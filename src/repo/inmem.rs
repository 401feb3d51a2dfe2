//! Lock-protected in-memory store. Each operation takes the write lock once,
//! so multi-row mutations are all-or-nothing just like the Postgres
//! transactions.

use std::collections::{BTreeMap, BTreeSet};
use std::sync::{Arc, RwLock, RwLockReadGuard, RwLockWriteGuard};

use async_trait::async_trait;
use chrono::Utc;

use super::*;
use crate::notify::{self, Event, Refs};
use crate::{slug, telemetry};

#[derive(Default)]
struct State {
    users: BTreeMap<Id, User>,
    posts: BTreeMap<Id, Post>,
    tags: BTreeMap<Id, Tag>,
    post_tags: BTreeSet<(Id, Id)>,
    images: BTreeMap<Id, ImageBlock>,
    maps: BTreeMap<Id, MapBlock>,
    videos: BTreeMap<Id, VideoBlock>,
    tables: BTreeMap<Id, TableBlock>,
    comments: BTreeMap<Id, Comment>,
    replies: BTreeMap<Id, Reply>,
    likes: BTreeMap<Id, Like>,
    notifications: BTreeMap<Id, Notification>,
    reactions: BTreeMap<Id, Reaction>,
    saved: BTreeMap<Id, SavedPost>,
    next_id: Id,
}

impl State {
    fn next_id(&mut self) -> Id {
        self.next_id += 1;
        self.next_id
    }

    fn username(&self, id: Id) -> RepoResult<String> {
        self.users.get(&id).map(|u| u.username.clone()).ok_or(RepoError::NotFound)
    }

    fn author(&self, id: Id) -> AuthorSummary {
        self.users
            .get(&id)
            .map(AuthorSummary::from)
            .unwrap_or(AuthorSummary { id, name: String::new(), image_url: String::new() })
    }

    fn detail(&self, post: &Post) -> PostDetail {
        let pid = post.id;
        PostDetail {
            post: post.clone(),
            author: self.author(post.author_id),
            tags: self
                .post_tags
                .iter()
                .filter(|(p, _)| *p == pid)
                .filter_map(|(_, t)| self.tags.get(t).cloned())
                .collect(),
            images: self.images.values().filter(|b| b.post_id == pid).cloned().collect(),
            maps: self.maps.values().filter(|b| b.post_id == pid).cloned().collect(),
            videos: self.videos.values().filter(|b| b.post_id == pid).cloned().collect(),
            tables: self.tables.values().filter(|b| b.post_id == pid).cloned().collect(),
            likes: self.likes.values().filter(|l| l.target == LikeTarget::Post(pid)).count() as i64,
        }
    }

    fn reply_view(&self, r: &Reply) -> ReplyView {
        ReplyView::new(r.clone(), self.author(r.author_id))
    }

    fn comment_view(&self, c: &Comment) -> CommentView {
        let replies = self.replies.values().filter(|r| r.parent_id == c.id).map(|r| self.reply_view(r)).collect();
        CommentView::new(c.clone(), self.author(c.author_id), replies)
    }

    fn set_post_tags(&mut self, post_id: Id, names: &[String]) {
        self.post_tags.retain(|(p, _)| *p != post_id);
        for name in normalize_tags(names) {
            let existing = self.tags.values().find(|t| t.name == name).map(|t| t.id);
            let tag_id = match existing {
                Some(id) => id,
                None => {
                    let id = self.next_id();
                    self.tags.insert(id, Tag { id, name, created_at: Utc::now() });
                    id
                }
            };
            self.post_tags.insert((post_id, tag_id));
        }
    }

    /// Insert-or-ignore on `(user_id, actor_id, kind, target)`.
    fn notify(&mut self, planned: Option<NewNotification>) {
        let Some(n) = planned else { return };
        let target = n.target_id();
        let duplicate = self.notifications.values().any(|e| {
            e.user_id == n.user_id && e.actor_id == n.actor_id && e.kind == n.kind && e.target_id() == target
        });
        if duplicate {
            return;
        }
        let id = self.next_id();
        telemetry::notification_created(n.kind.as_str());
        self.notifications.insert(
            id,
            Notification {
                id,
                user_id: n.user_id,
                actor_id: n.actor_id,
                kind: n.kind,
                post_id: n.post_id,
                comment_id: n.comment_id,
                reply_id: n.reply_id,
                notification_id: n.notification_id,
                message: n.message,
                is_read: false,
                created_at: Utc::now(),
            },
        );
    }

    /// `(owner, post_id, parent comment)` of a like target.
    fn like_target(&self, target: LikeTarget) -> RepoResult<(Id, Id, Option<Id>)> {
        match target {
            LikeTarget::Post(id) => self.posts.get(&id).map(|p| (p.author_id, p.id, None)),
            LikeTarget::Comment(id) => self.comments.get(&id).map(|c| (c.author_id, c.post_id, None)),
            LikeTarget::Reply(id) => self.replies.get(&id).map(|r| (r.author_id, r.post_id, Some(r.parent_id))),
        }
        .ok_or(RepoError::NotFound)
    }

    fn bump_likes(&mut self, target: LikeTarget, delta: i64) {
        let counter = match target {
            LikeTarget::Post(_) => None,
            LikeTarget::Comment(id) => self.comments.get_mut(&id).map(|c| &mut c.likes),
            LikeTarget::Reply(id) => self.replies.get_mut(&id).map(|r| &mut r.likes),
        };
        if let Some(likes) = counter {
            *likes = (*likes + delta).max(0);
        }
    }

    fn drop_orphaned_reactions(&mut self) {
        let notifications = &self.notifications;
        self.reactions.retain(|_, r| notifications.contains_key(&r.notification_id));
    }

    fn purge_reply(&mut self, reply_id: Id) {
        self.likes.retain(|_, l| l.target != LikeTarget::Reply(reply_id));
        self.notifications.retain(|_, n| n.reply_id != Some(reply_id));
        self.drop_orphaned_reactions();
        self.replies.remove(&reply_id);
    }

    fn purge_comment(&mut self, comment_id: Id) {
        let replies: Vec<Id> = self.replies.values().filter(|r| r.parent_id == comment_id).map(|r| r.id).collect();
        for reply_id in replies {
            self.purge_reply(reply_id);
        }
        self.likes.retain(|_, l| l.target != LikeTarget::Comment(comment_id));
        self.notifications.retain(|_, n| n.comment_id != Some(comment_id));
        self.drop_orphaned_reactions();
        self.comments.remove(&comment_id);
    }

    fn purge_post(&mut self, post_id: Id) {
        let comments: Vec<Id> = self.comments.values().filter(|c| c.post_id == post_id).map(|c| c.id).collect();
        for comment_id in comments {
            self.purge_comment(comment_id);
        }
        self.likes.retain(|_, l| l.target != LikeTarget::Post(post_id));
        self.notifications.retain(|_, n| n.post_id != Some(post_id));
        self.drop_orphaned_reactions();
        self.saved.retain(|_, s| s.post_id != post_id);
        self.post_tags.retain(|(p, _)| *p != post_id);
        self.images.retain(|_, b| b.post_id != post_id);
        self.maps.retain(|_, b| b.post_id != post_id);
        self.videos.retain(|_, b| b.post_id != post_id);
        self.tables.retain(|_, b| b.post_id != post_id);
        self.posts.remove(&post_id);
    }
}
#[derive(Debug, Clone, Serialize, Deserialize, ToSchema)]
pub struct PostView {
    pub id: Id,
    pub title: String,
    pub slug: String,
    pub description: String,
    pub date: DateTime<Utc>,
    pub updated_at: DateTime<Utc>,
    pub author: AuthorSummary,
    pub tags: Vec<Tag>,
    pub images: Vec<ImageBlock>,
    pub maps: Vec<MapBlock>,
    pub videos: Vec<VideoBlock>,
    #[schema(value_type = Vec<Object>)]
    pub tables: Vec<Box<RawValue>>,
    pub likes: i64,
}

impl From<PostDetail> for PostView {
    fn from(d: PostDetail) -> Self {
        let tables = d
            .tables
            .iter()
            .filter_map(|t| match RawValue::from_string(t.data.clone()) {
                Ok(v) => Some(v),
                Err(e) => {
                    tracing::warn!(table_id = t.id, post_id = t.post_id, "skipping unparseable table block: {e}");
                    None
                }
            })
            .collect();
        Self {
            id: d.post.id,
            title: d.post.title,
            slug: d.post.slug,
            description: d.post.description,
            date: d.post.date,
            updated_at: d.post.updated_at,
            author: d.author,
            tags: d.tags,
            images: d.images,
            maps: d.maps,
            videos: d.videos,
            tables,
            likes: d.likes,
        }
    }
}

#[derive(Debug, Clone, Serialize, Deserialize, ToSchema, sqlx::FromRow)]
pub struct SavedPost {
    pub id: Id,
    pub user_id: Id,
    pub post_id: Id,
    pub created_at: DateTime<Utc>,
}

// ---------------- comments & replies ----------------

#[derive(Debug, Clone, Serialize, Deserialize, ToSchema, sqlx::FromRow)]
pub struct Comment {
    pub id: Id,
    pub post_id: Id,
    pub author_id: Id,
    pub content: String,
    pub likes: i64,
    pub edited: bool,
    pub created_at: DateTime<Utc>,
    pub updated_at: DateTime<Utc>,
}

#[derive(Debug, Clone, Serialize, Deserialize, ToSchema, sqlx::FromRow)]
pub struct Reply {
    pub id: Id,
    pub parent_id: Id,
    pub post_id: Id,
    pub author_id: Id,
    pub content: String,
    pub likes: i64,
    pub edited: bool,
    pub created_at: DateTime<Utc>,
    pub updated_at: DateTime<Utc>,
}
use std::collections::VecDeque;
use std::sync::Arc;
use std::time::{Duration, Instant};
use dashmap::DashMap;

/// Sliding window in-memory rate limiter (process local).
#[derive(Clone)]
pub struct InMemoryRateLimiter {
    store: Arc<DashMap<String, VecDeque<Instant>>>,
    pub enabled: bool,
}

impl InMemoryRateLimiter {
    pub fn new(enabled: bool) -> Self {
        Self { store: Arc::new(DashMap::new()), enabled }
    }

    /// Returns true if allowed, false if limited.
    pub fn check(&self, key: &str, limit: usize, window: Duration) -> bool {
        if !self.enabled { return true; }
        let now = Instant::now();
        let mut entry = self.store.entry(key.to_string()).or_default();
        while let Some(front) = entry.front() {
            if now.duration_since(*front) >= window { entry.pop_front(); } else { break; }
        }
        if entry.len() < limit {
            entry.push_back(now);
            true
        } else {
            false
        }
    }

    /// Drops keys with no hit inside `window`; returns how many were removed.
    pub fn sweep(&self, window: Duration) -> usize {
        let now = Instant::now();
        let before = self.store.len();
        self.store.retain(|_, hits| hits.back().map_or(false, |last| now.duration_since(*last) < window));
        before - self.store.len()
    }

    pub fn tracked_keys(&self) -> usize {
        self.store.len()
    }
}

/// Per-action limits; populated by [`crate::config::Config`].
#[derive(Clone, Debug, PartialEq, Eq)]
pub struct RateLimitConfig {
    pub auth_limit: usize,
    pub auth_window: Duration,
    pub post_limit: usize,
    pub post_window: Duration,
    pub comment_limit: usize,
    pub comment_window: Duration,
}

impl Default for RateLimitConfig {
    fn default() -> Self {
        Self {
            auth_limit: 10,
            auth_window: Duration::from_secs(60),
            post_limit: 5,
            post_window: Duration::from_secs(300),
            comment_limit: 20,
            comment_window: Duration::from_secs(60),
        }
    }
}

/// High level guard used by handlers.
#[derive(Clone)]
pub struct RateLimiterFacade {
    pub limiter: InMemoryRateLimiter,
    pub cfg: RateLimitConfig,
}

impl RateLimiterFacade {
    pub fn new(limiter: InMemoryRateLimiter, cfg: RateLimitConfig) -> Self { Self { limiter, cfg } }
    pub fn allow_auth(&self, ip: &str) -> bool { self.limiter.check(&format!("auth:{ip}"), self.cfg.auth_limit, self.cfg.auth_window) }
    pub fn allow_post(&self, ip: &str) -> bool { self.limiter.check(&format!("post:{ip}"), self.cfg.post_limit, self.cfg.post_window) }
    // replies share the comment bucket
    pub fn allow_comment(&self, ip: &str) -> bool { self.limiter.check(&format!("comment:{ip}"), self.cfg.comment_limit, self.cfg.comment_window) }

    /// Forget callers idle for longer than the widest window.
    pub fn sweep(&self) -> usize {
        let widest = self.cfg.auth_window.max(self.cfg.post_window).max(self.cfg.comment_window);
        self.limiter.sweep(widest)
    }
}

★ ★ ★ ★ ★

§ **Your assignment**: In the data above, which lines include "VideoBlock"? Return those lines.

§ **Your response**:
    videos: BTreeMap<Id, VideoBlock>,
    pub videos: Vec<VideoBlock>,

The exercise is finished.